L'un des privilèges de l'initié au grand Arcane, et celui qui résume tous les autres,
c'est la divination.
Suivant le sens vulgaire du mot, deviner signifie conjecturer ce qu'on ignore ;
mais le vrai sens du mot est ineffable à force d'être sublime. Deviner (divinari),
c'est exercer la divinité. Le mot divinus, en latin, signifie plus et autre chose
que le mot divus, dont le sens est l'équivalent de l'homme-dieu. Devin, en français,
contient les quatre lettres du mot Dieu, plus la lettre n, qui correspond, par sa forme,
à l'aleph hébreu ?, et qui exprime kabbalistiquement et hiéroglyphiquement le grand Arcane,
dont le symbole, dans le Tarot, est la figure du bateleur.
Celui qui comprendra parfaitement la valeur numérale absolue d'? multiplié par n,
avec la force grammaticale de l'n finale dans les mots qui expriment science, art
ou puissance, puis qui additionnera les cinq lettres du mot devin, de manière
à faire entrer cinq dans quatre, quatre dans trois, trois en deux et deux en un, celui-là,
en traduisant le nombre qu'il trouvera en lettres hébraïques primitives, écrira
le nom occulte du grand Arcane, et possédera un mot dont le saint tétragramme lui-même
n'est que l'équivalent et comme l'image.
Être devin, suivant la force du mot, c'est donc être divin, et quelque chose
de plus mystérieux encore.
Les deux signes de la divinité humaine, ou de l'humanité divine, sont les prophéties
et les miracles.
Être prophète, c'est voir d'avance les effets qui existent dans les causes,
c'est lire dans la lumière astrale ; faire des miracles, c'est agir sur l'agent universel
et le soumettre à notre volonté.
D'ailleurs, une des conditions essentielles de la divination, c'est de n'être jamais forcée
et de ne se soumettre jamais à la tentation, c'est-à-dire à l'épreuve. Jamais les maîtres
de la science n'ont cédé à la curiosité de personne. Les sibylles brûlent leurs livres
quand Tarquin refuse de les apprécier à leur juste valeur ; le grand Maître se tait
lorsqu'on lui demande des signes de sa mission divine ; Agrippa meurt de misère
plutôt que d'obéir à ceux qui exigent de lui un horoscope. Donner des preuves de la science
à ceux qui doutent de la science même, c'est initier des indignes, c'est profaner
l'or du sanctuaire, c'est mériter l'excommunication des sages et la mort des révélateurs.
L'essence de la divination, c'est-à-dire le grand Arcane magique, est figurée
par tous les symboles de la science, et se lie étroitement au dogme unique et primitif
d'Hermès.

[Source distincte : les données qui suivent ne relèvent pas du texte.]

//! Fatal errors for repository provisioning.
//!
//! Only the creation-time path aborts the run; productionalization failures
//! are recorded inside the result object instead and never surface here.

#[cfg(test)]
#[path = "errors_tests.rs"]
mod tests;

/// Errors that abort a provisioning run.
#[derive(Debug, thiserror::Error)]
pub enum Error {
    /// A template reference that does not split into `owner/repo`.
    #[error("invalid template `{value}`: expected `owner/repo`")]
    InvalidTemplateFormat { value: String },

    /// Repository creation failed.
    #[error("failed to create repository: {source}")]
    CreateRepository {
        #[source]
        source: github_client::Error,
    },

    /// The created repository's full name did not split into owner and name.
    #[error("repository full name `{full_name}` is not of the `owner/name` form")]
    MalformedFullName { full_name: String },

    /// Fetching the repository to learn its default branch failed.
    #[error("failed to look up repository `{full_name}`: {source}")]
    LookupRepository {
        full_name: String,
        #[source]
        source: github_client::Error,
    },

    /// Renaming the default branch failed.
    #[error("failed to rename branch `{branch}` to `{new_name}`: {source}")]
    RenameBranch {
        branch: String,
        new_name: String,
        #[source]
        source: github_client::Error,
    },
}
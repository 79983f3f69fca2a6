//! Crate for interacting with the GitHub REST API.
//!
//! This crate provides a client for making authenticated requests to GitHub
//! using a personal access token, together with the [`ProductionClient`] trait
//! that describes every remote operation the provisioning and
//! productionalization flows need. Keeping the surface behind a trait lets the
//! orchestration layer run against a fake client in tests.

use async_trait::async_trait;
use octocrab::Octocrab;
use serde::Deserialize;
use tracing::{debug, info, instrument};

pub mod errors;
pub use errors::Error;

pub mod models;
pub use models::{
    DeploymentReviewer, EnvironmentPayload, Repository, RepositoryCreatePayload,
    RepositoryPublicKey, ReviewerKind, TemplateRepositoryPayload,
};

pub mod ruleset;
pub use ruleset::{
    PullRequestParameters, RefNameCondition, RepositoryRuleset, Rule, RulesetConditions,
    RulesetEnforcement, RulesetTarget,
};

// Reference the tests module in the separate file
#[cfg(test)]
#[path = "lib_tests.rs"]
mod tests;

/// Numeric-id-only response shape shared by the team and user lookup routes.
#[derive(Debug, Deserialize)]
struct ObjectId {
    id: u64,
}

/// Wire shape of the repository topics routes (`GET`/`PUT .../topics`).
#[derive(Debug, serde::Serialize, Deserialize)]
struct TopicsPayload {
    names: Vec<String>,
}

#[derive(Debug, serde::Serialize)]
struct RenameBranchBody<'a> {
    new_name: &'a str,
}

#[derive(Debug, serde::Serialize)]
struct TeamPermissionBody<'a> {
    permission: &'a str,
}

#[derive(Debug, serde::Serialize)]
struct VariableBody<'a> {
    name: &'a str,
    value: &'a str,
}

#[derive(Debug, serde::Serialize)]
struct SecretBody<'a> {
    encrypted_value: &'a str,
    key_id: &'a str,
}

/// A client for interacting with the GitHub API.
#[derive(Debug)]
pub struct GitHubClient {
    client: Octocrab,
}

impl GitHubClient {
    /// Creates a new `GitHubClient` wrapping an already-authenticated
    /// `Octocrab` instance.
    pub fn new(client: Octocrab) -> Self {
        Self { client }
    }

    /// Issues a request whose response body is not used, mapping GitHub error
    /// responses into [`Error`].
    ///
    /// Several of the routes used here answer `201`/`204` with an empty or
    /// irrelevant body, so the typed octocrab helpers (which always
    /// deserialize the response) cannot be used for them.
    async fn send_ignoring_body<B: serde::Serialize + ?Sized>(
        &self,
        method: &str,
        route: String,
        body: Option<&B>,
    ) -> Result<(), Error> {
        let response = match method {
            "PUT" => self.client._put(route.clone(), body).await,
            "POST" => self.client._post(route.clone(), body).await,
            "PATCH" => self.client._patch(route.clone(), body).await,
            other => unreachable!("unsupported method {other}"),
        }
        .map_err(|e| Error::from_octocrab(&route, e))?;

        octocrab::map_github_error(response)
            .await
            .map_err(|e| Error::from_octocrab(&route, e))?;
        Ok(())
    }
}

/// Trait describing the remote operations used by repository provisioning and
/// productionalization.
///
/// Implementations must be `Send + Sync` so the orchestrator can hold them
/// behind a shared reference across await points.
#[async_trait]
pub trait ProductionClient: Send + Sync {
    /// Creates a new repository from a template repository.
    async fn create_repository_from_template(
        &self,
        template_owner: &str,
        template_repo: &str,
        payload: &TemplateRepositoryPayload,
    ) -> Result<Repository, Error>;

    /// Creates a new repository within an organization.
    async fn create_org_repository(
        &self,
        org: &str,
        payload: &RepositoryCreatePayload,
    ) -> Result<Repository, Error>;

    /// Creates a new repository for the authenticated user.
    async fn create_user_repository(
        &self,
        payload: &RepositoryCreatePayload,
    ) -> Result<Repository, Error>;

    /// Fetches details for a repository.
    async fn get_repository(&self, owner: &str, repo: &str) -> Result<Repository, Error>;

    /// Renames a branch.
    async fn rename_branch(
        &self,
        owner: &str,
        repo: &str,
        branch: &str,
        new_name: &str,
    ) -> Result<(), Error>;

    /// Grants or updates a team's permission on a repository.
    ///
    /// `permission` must be one of the GitHub role names (`pull`, `triage`,
    /// `push`, `maintain`, `admin`).
    async fn add_team_permission(
        &self,
        org: &str,
        team_slug: &str,
        owner: &str,
        repo: &str,
        permission: &str,
    ) -> Result<(), Error>;

    /// Returns all topics currently set on a repository.
    async fn get_all_topics(&self, owner: &str, repo: &str) -> Result<Vec<String>, Error>;

    /// Replaces the full topic set of a repository.
    async fn replace_all_topics(
        &self,
        owner: &str,
        repo: &str,
        names: &[String],
    ) -> Result<(), Error>;

    /// Resolves a team slug to its numeric id.
    async fn get_team_id(&self, org: &str, team_slug: &str) -> Result<u64, Error>;

    /// Resolves a username to its numeric id.
    async fn get_user_id(&self, username: &str) -> Result<u64, Error>;

    /// Creates or updates a deployment environment.
    async fn create_or_update_environment(
        &self,
        owner: &str,
        repo: &str,
        environment_name: &str,
        payload: &EnvironmentPayload,
    ) -> Result<(), Error>;

    /// Creates a variable in a deployment environment.
    ///
    /// Fails with [`Error::AlreadyExists`] if a variable of that name is
    /// already defined; callers fall back to
    /// [`update_environment_variable`](Self::update_environment_variable).
    async fn create_environment_variable(
        &self,
        owner: &str,
        repo: &str,
        environment_name: &str,
        name: &str,
        value: &str,
    ) -> Result<(), Error>;

    /// Updates an existing variable in a deployment environment.
    async fn update_environment_variable(
        &self,
        owner: &str,
        repo: &str,
        environment_name: &str,
        name: &str,
        value: &str,
    ) -> Result<(), Error>;

    /// Fetches the repository public key used to seal Actions secrets.
    async fn get_repo_public_key(
        &self,
        owner: &str,
        repo: &str,
    ) -> Result<RepositoryPublicKey, Error>;

    /// Creates or updates a repository secret from an already-sealed value.
    async fn put_repo_secret(
        &self,
        owner: &str,
        repo: &str,
        secret_name: &str,
        encrypted_value: &str,
        key_id: &str,
    ) -> Result<(), Error>;

    /// Creates a repository ruleset.
    async fn create_repo_ruleset(
        &self,
        owner: &str,
        repo: &str,
        ruleset: &RepositoryRuleset,
    ) -> Result<(), Error>;
}

#[async_trait]
impl ProductionClient for GitHubClient {
    #[instrument(skip(self, payload))]
    async fn create_repository_from_template(
        &self,
        template_owner: &str,
        template_repo: &str,
        payload: &TemplateRepositoryPayload,
    ) -> Result<Repository, Error> {
        let route = format!("/repos/{template_owner}/{template_repo}/generate");
        let repository: Repository = self
            .client
            .post(&route, Some(payload))
            .await
            .map_err(|e| Error::from_octocrab(&route, e))?;
        info!(
            full_name = repository.full_name,
            "Created repository from template"
        );
        Ok(repository)
    }

    async fn create_org_repository(
        &self,
        org: &str,
        payload: &RepositoryCreatePayload,
    ) -> Result<Repository, Error> {
        let route = format!("/orgs/{org}/repos");
        let repository: Repository = self
            .client
            .post(&route, Some(payload))
            .await
            .map_err(|e| Error::from_octocrab(&route, e))?;
        info!(
            full_name = repository.full_name,
            "Created organization repository"
        );
        Ok(repository)
    }

    async fn create_user_repository(
        &self,
        payload: &RepositoryCreatePayload,
    ) -> Result<Repository, Error> {
        let route = "/user/repos";
        let repository: Repository = self
            .client
            .post(route, Some(payload))
            .await
            .map_err(|e| Error::from_octocrab(route, e))?;
        info!(full_name = repository.full_name, "Created user repository");
        Ok(repository)
    }

    #[instrument(skip(self), fields(owner = %owner, repo = %repo))]
    async fn get_repository(&self, owner: &str, repo: &str) -> Result<Repository, Error> {
        let route = format!("/repos/{owner}/{repo}");
        self.client
            .get(&route, None::<&()>)
            .await
            .map_err(|e| Error::from_octocrab(&route, e))
    }

    async fn rename_branch(
        &self,
        owner: &str,
        repo: &str,
        branch: &str,
        new_name: &str,
    ) -> Result<(), Error> {
        let route = format!("/repos/{owner}/{repo}/branches/{branch}/rename");
        self.send_ignoring_body("POST", route, Some(&RenameBranchBody { new_name }))
            .await
    }

    async fn add_team_permission(
        &self,
        org: &str,
        team_slug: &str,
        owner: &str,
        repo: &str,
        permission: &str,
    ) -> Result<(), Error> {
        let route = format!("/orgs/{org}/teams/{team_slug}/repos/{owner}/{repo}");
        self.send_ignoring_body("PUT", route, Some(&TeamPermissionBody { permission }))
            .await
    }

    async fn get_all_topics(&self, owner: &str, repo: &str) -> Result<Vec<String>, Error> {
        let route = format!("/repos/{owner}/{repo}/topics");
        let payload: TopicsPayload = self
            .client
            .get(&route, None::<&()>)
            .await
            .map_err(|e| Error::from_octocrab(&route, e))?;
        Ok(payload.names)
    }

    async fn replace_all_topics(
        &self,
        owner: &str,
        repo: &str,
        names: &[String],
    ) -> Result<(), Error> {
        let route = format!("/repos/{owner}/{repo}/topics");
        let body = TopicsPayload {
            names: names.to_vec(),
        };
        let _: TopicsPayload = self
            .client
            .put(&route, Some(&body))
            .await
            .map_err(|e| Error::from_octocrab(&route, e))?;
        Ok(())
    }

    async fn get_team_id(&self, org: &str, team_slug: &str) -> Result<u64, Error> {
        let route = format!("/orgs/{org}/teams/{team_slug}");
        let team: ObjectId = self
            .client
            .get(&route, None::<&()>)
            .await
            .map_err(|e| Error::from_octocrab(&route, e))?;
        debug!(org = org, team_slug = team_slug, id = team.id, "Resolved team id");
        Ok(team.id)
    }

    async fn get_user_id(&self, username: &str) -> Result<u64, Error> {
        let route = format!("/users/{username}");
        let user: ObjectId = self
            .client
            .get(&route, None::<&()>)
            .await
            .map_err(|e| Error::from_octocrab(&route, e))?;
        debug!(username = username, id = user.id, "Resolved user id");
        Ok(user.id)
    }

    async fn create_or_update_environment(
        &self,
        owner: &str,
        repo: &str,
        environment_name: &str,
        payload: &EnvironmentPayload,
    ) -> Result<(), Error> {
        let route = format!("/repos/{owner}/{repo}/environments/{environment_name}");
        self.send_ignoring_body("PUT", route, Some(payload)).await
    }

    async fn create_environment_variable(
        &self,
        owner: &str,
        repo: &str,
        environment_name: &str,
        name: &str,
        value: &str,
    ) -> Result<(), Error> {
        let route = format!("/repos/{owner}/{repo}/environments/{environment_name}/variables");
        self.send_ignoring_body("POST", route, Some(&VariableBody { name, value }))
            .await
    }

    async fn update_environment_variable(
        &self,
        owner: &str,
        repo: &str,
        environment_name: &str,
        name: &str,
        value: &str,
    ) -> Result<(), Error> {
        let route =
            format!("/repos/{owner}/{repo}/environments/{environment_name}/variables/{name}");
        self.send_ignoring_body("PATCH", route, Some(&VariableBody { name, value }))
            .await
    }

    async fn get_repo_public_key(
        &self,
        owner: &str,
        repo: &str,
    ) -> Result<RepositoryPublicKey, Error> {
        let route = format!("/repos/{owner}/{repo}/actions/secrets/public-key");
        self.client
            .get(&route, None::<&()>)
            .await
            .map_err(|e| Error::from_octocrab(&route, e))
    }

    async fn put_repo_secret(
        &self,
        owner: &str,
        repo: &str,
        secret_name: &str,
        encrypted_value: &str,
        key_id: &str,
    ) -> Result<(), Error> {
        let route = format!("/repos/{owner}/{repo}/actions/secrets/{secret_name}");
        self.send_ignoring_body(
            "PUT",
            route,
            Some(&SecretBody {
                encrypted_value,
                key_id,
            }),
        )
        .await
    }

    async fn create_repo_ruleset(
        &self,
        owner: &str,
        repo: &str,
        ruleset: &RepositoryRuleset,
    ) -> Result<(), Error> {
        let route = format!("/repos/{owner}/{repo}/rulesets");
        self.send_ignoring_body("POST", route, Some(ruleset)).await
    }
}

/// Creates an `Octocrab` client authenticated with a personal access token.
///
/// # Errors
///
/// Returns [`Error::Auth`] if the client cannot be built.
pub fn create_token_client(token: &str) -> Result<Octocrab, Error> {
    Octocrab::builder()
        .personal_token(token.to_string())
        .build()
        .map_err(|e| Error::Auth(format!("failed to build GitHub client: {e}")))
}
//! Productionalization orchestration.
//!
//! Applies organizational policy to an already-created repository in six
//! fixed stages: team permissions, topics, deployment environments,
//! environment variables, branch protection, and secrets. Stages run
//! sequentially and items within a stage run in input order, one remote call
//! at a time. A failing item never aborts the run; it is recorded in the
//! result and execution continues, so the caller always receives one fully
//! populated [`ProductionalizationResult`] describing partial success in
//! detail.

use std::collections::HashSet;
use std::time::Duration;

use config_parser::{
    EnvironmentConfig, ProductionalizationConfig, ReviewerType, TeamPermissionConfig,
};
use github_client::{
    DeploymentReviewer, EnvironmentPayload, Error as ClientError, ProductionClient, ReviewerKind,
};
use secrecy::ExposeSecret;
use serde::Serialize;
use tracing::{debug, info, warn};

use crate::naming::to_upper_snake_case;
use crate::presets;
use crate::sealing;

#[cfg(test)]
#[path = "productionalize_tests.rs"]
mod tests;

/// Pause between consecutive remote calls within a stage. Courtesy towards
/// the platform's secondary rate limits, not a correctness requirement.
const INTER_CALL_DELAY: Duration = Duration::from_millis(250);

/// Branch protected when no target branch is configured.
const DEFAULT_TARGET_BRANCH: &str = "main";

/// Outcome of one team permission grant, in input order.
#[derive(Debug, Clone, PartialEq, Eq, Serialize)]
#[serde(rename_all = "camelCase")]
pub struct TeamPermissionOutcome {
    pub team_slug: String,
    pub success: bool,
    #[serde(skip_serializing_if = "Option::is_none")]
    pub error: Option<String>,
}

/// A failed environment creation.
#[derive(Debug, Clone, PartialEq, Eq, Serialize)]
#[serde(rename_all = "camelCase")]
pub struct EnvironmentError {
    pub environment: String,
    pub success: bool,
    pub error: String,
}

/// A failed variable creation, tagged with the normalized variable name.
#[derive(Debug, Clone, PartialEq, Eq, Serialize)]
#[serde(rename_all = "camelCase")]
pub struct VariableError {
    pub environment: String,
    pub variable: String,
    pub success: bool,
    pub error: String,
}

/// A failed secret upload. Carries only the secret's name, never its value.
#[derive(Debug, Clone, PartialEq, Eq, Serialize)]
#[serde(rename_all = "camelCase")]
pub struct SecretError {
    pub secret: String,
    pub success: bool,
    pub error: String,
}

/// Aggregated outcome of one productionalization run.
///
/// Every field is populated on every run; an unconfigured stage leaves its
/// slots at their defaults (empty, zero, `false`).
#[derive(Debug, Clone, Default, PartialEq, Eq, Serialize)]
#[serde(rename_all = "camelCase")]
pub struct ProductionalizationResult {
    pub team_permissions: Vec<TeamPermissionOutcome>,
    pub topics_added: bool,
    #[serde(skip_serializing_if = "Option::is_none")]
    pub topics_error: Option<String>,
    pub environments_created: Vec<String>,
    pub environment_errors: Vec<EnvironmentError>,
    pub variables_created: u32,
    pub variable_errors: Vec<VariableError>,
    pub branch_protection_created: bool,
    #[serde(skip_serializing_if = "Option::is_none")]
    pub branch_protection_error: Option<String>,
    pub secrets_created: u32,
    pub secret_errors: Vec<SecretError>,
}

/// Runs the productionalization stages against one repository.
///
/// Holds the remote capability behind a reference so tests can drive the
/// orchestration with a fake client.
pub struct Productionalizer<'a> {
    client: &'a dyn ProductionClient,
}
//! Sealed-box encryption of secret values.
//!
//! Secrets uploaded to the remote platform must be encrypted client-side
//! against the repository's public key. The sealed-box construction uses a
//! fresh ephemeral keypair per message, so sealing the same plaintext twice
//! produces different ciphertexts; only the platform's private key can open
//! them, and the sealing side cannot verify the result.

use base64::engine::general_purpose::STANDARD as BASE64;
use base64::Engine as _;
use crypto_box::PublicKey;
use rand_core::OsRng;

#[cfg(test)]
#[path = "sealing_tests.rs"]
mod tests;

/// Errors produced while sealing a secret value.
#[derive(Debug, Clone, PartialEq, Eq, thiserror::Error)]
pub enum SealError {
    /// The recipient public key was not valid base64.
    #[error("recipient public key is not valid base64: {0}")]
    InvalidKeyEncoding(String),

    /// The decoded public key had the wrong length.
    #[error("recipient public key must decode to 32 bytes, got {length}")]
    InvalidKeyLength { length: usize },

    /// The underlying primitive failed to encrypt.
    #[error("sealed-box encryption failed")]
    Encryption,
}

/// Seals `plaintext` against a base64-encoded X25519 recipient public key,
/// returning the ciphertext as base64.
pub async fn seal(recipient_public_key_base64: &str, plaintext: &str) -> Result<String, SealError> {
    let key_bytes = BASE64
        .decode(recipient_public_key_base64.trim())
        .map_err(|e| SealError::InvalidKeyEncoding(e.to_string()))?;
    let key_bytes: [u8; 32] = key_bytes
        .as_slice()
        .try_into()
        .map_err(|_| SealError::InvalidKeyLength {
            length: key_bytes.len(),
        })?;

    let recipient = PublicKey::from(key_bytes);
    let sealed = recipient
        .seal(&mut OsRng, plaintext.as_bytes())
        .map_err(|_| SealError::Encryption)?;
    Ok(BASE64.encode(sealed))
}
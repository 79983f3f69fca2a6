//! Typed configuration structures for the productionalization pass.
//!
//! These are produced by the functions in [`crate::parsers`] and consumed by
//! the orchestration layer. All collections are in input order; an empty
//! collection (or `None`) means "skip that sub-operation entirely", never
//! "apply defaults".

use secrecy::SecretString;

#[cfg(test)]
#[path = "types_tests.rs"]
mod tests;

/// Repository permission level grantable to a team.
#[derive(Debug, Clone, Copy, PartialEq, Eq)]
pub enum TeamPermission {
    Pull,
    Triage,
    Push,
    Maintain,
    Admin,
}

impl TeamPermission {
    /// All accepted permission names, in the order GitHub documents them.
    pub const ALLOWED: [&'static str; 5] = ["pull", "triage", "push", "maintain", "admin"];

    /// Parses a GitHub role name. Case-sensitive, matching the REST API.
    pub fn parse(value: &str) -> Option<Self> {
        match value {
            "pull" => Some(Self::Pull),
            "triage" => Some(Self::Triage),
            "push" => Some(Self::Push),
            "maintain" => Some(Self::Maintain),
            "admin" => Some(Self::Admin),
            _ => None,
        }
    }

    /// The GitHub role name for this permission.
    pub fn as_str(&self) -> &'static str {
        match self {
            Self::Pull => "pull",
            Self::Triage => "triage",
            Self::Push => "push",
            Self::Maintain => "maintain",
            Self::Admin => "admin",
        }
    }
}

impl std::fmt::Display for TeamPermission {
    fn fmt(&self, f: &mut std::fmt::Formatter<'_>) -> std::fmt::Result {
        f.write_str(self.as_str())
    }
}

/// A team and the permission it should receive on the repository.
#[derive(Debug, Clone, PartialEq, Eq)]
pub struct TeamPermissionConfig {
    /// Slug of the team within the owning organization
    pub team_slug: String,
    /// Permission to grant
    pub permission: TeamPermission,
}

/// Kind of actor configured as a deployment reviewer.
#[derive(Debug, Clone, Copy, PartialEq, Eq)]
pub enum ReviewerType {
    User,
    Team,
}

/// A deployment reviewer, still by slug; resolved to a numeric id at
/// orchestration time.
#[derive(Debug, Clone, PartialEq, Eq)]
pub struct ReviewerConfig {
    pub reviewer_type: ReviewerType,
    /// Username for `User` reviewers, team slug for `Team` reviewers
    pub slug: String,
}

/// A deployment environment to create on the repository.
#[derive(Debug, Clone, PartialEq, Eq)]
pub struct EnvironmentConfig {
    /// Environment name, unique within one configuration
    pub name: String,
    /// Minutes to wait before deployments may proceed (0..=43200)
    pub wait_timer: Option<u32>,
    /// Required reviewers, in input order
    pub reviewers: Vec<ReviewerConfig>,
    /// Whether deployers may approve their own deployments
    pub prevent_self_review: Option<bool>,
}

/// A single environment variable.
#[derive(Debug, Clone, PartialEq, Eq)]
pub struct VariableConfig {
    pub name: String,
    pub value: String,
}

/// Variables destined for one environment.
///
/// `environment_name` is expected to reference an [`EnvironmentConfig`] from
/// the same run, but that is not validated locally; the remote platform is
/// the authority on whether the environment exists.
#[derive(Debug, Clone, PartialEq, Eq)]
pub struct EnvironmentVariables {
    pub environment_name: String,
    /// Non-empty, in input order
    pub variables: Vec<VariableConfig>,
}

/// A repository secret. The plaintext value is wrapped so it can neither be
/// logged nor serialized; it is exposed only at the sealing call.
#[derive(Debug)]
pub struct RepositorySecret {
    pub name: String,
    pub value: SecretString,
}

/// Named branch protection preset.
#[derive(Debug, Clone, Copy, PartialEq, Eq)]
pub enum BranchProtectionPreset {
    Strict,
    Moderate,
    Minimal,
}

impl BranchProtectionPreset {
    /// All accepted preset names.
    pub const ALLOWED: [&'static str; 3] = ["strict", "moderate", "minimal"];

    /// Parses a preset name, ignoring case and surrounding whitespace.
    pub fn parse(value: &str) -> Option<Self> {
        match value.trim().to_ascii_lowercase().as_str() {
            "strict" => Some(Self::Strict),
            "moderate" => Some(Self::Moderate),
            "minimal" => Some(Self::Minimal),
            _ => None,
        }
    }

    pub fn as_str(&self) -> &'static str {
        match self {
            Self::Strict => "strict",
            Self::Moderate => "moderate",
            Self::Minimal => "minimal",
        }
    }
}

impl std::fmt::Display for BranchProtectionPreset {
    fn fmt(&self, f: &mut std::fmt::Formatter<'_>) -> std::fmt::Result {
        f.write_str(self.as_str())
    }
}

/// Aggregate of all productionalization inputs for one run.
///
/// Every field is optional in the sense that an empty collection or `None`
/// skips the corresponding sub-operation.
#[derive(Debug, Default)]
pub struct ProductionalizationConfig {
    pub team_permissions: Vec<TeamPermissionConfig>,
    pub topics: Vec<String>,
    pub environments: Vec<EnvironmentConfig>,
    pub environment_variables: Vec<EnvironmentVariables>,
    pub branch_protection_preset: Option<BranchProtectionPreset>,
    pub branch_protection_target_branch: Option<String>,
    pub secrets: Vec<RepositorySecret>,
}

impl ProductionalizationConfig {
    /// Returns true when no sub-operation is configured.
    pub fn is_empty(&self) -> bool {
        self.team_permissions.is_empty()
            && self.topics.is_empty()
            && self.environments.is_empty()
            && self.environment_variables.is_empty()
            && self.branch_protection_preset.is_none()
            && self.secrets.is_empty()
    }
}
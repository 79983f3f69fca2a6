//! Repository ruleset domain types.
//!
//! This module contains types representing GitHub repository rulesets and the
//! rules the branch protection presets use. Rulesets provide a way to enforce
//! repository governance policies on branches and tags.
//!
//! See: https://docs.github.com/en/rest/repos/rules

use serde::{Deserialize, Serialize};

#[cfg(test)]
#[path = "ruleset_tests.rs"]
mod tests;

/// Represents a repository ruleset.
///
/// Rulesets define governance rules that apply to branches or tags in a
/// repository.
#[derive(Clone, Debug, Serialize, Deserialize, PartialEq, Eq)]
pub struct RepositoryRuleset {
    /// Ruleset name
    pub name: String,

    /// Target type (branch or tag)
    pub target: RulesetTarget,

    /// Enforcement level
    pub enforcement: RulesetEnforcement,

    /// Conditions for when this ruleset applies
    #[serde(skip_serializing_if = "Option::is_none")]
    pub conditions: Option<RulesetConditions>,

    /// Rules in this ruleset
    #[serde(default)]
    pub rules: Vec<Rule>,
}

/// Target type for a ruleset.
#[derive(Clone, Debug, Serialize, Deserialize, PartialEq, Eq)]
#[serde(rename_all = "lowercase")]
pub enum RulesetTarget {
    /// Ruleset applies to branches
    Branch,
    /// Ruleset applies to tags
    Tag,
}

/// Enforcement level for a ruleset.
#[derive(Clone, Debug, Serialize, Deserialize, PartialEq, Eq)]
#[serde(rename_all = "lowercase")]
pub enum RulesetEnforcement {
    /// Ruleset is disabled
    Disabled,
    /// Ruleset is active and enforced
    Active,
    /// Ruleset is in evaluation mode (logs only, doesn't block)
    Evaluate,
}

/// Conditions for when a ruleset applies.
#[derive(Clone, Debug, Serialize, Deserialize, PartialEq, Eq)]
pub struct RulesetConditions {
    /// Reference name patterns
    pub ref_name: RefNameCondition,
}

/// Reference name condition.
#[derive(Clone, Debug, Serialize, Deserialize, PartialEq, Eq)]
pub struct RefNameCondition {
    /// Patterns to include (fully-qualified refs or `~DEFAULT_BRANCH`)
    pub include: Vec<String>,

    /// Patterns to exclude
    #[serde(default)]
    pub exclude: Vec<String>,
}

/// A rule within a ruleset.
#[derive(Clone, Debug, Serialize, Deserialize, PartialEq, Eq)]
#[serde(tag = "type", rename_all = "snake_case")]
pub enum Rule {
    /// Pull request requirements
    PullRequest {
        /// Pull request parameters
        parameters: PullRequestParameters,
    },

    /// Prevent non-fast-forward (force) pushes
    NonFastForward,
}

/// Parameters for pull request rules.
#[derive(Clone, Debug, Serialize, Deserialize, PartialEq, Eq)]
pub struct PullRequestParameters {
    /// Dismiss stale reviews when new commits are pushed
    pub dismiss_stale_reviews_on_push: bool,

    /// Require approval of the most recent reviewable push
    pub require_last_push_approval: bool,

    /// Required approving review count
    pub required_approving_review_count: u32,

    /// Require all review threads to be resolved before merging
    pub required_review_thread_resolution: bool,
}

En philosophie, il donne la certitude absolue : en religion, le secret universel
de la foi ; en physique, la composition, la décomposition, la recomposition, la réalisation
et l'adaptation du mercure philosophal, nommé azoth par les alchimistes ; en dynamique,
il multiplie nos forces par celles du mouvement perpétuel ; il est à la fois mystique,
métaphysique et matériel, avec correspondances d'effets dans les trois mondes ; il procure
charité en Dieu, vérité en science et or en richesse, car la transmutation métallique
est à la fois une allégorie et une réalité, comme le savent bien tous les adeptes
de la vraie science.
Oui, l'on peut réellement et matériellement faire de l'or avec la pierre des sages,
qui est un amalgame de sel, de soufre et de mercure combinés trois fois en azoth
par une triple sublimation et une triple fixation. Oui, l'opération est souvent facile
et peut se faire dans un jour, dans un instant : d'autres fois elle demande des mois
et des années. Mais, pour réussir dans le grand œuvre, il faut être divinus, ou devin,
dans le sens kabbalistique du mot, et il est indispensable d'avoir renoncé, pour son intérêt
personnel, à l'avantage des richesses, dont on devient ainsi le dispensateur.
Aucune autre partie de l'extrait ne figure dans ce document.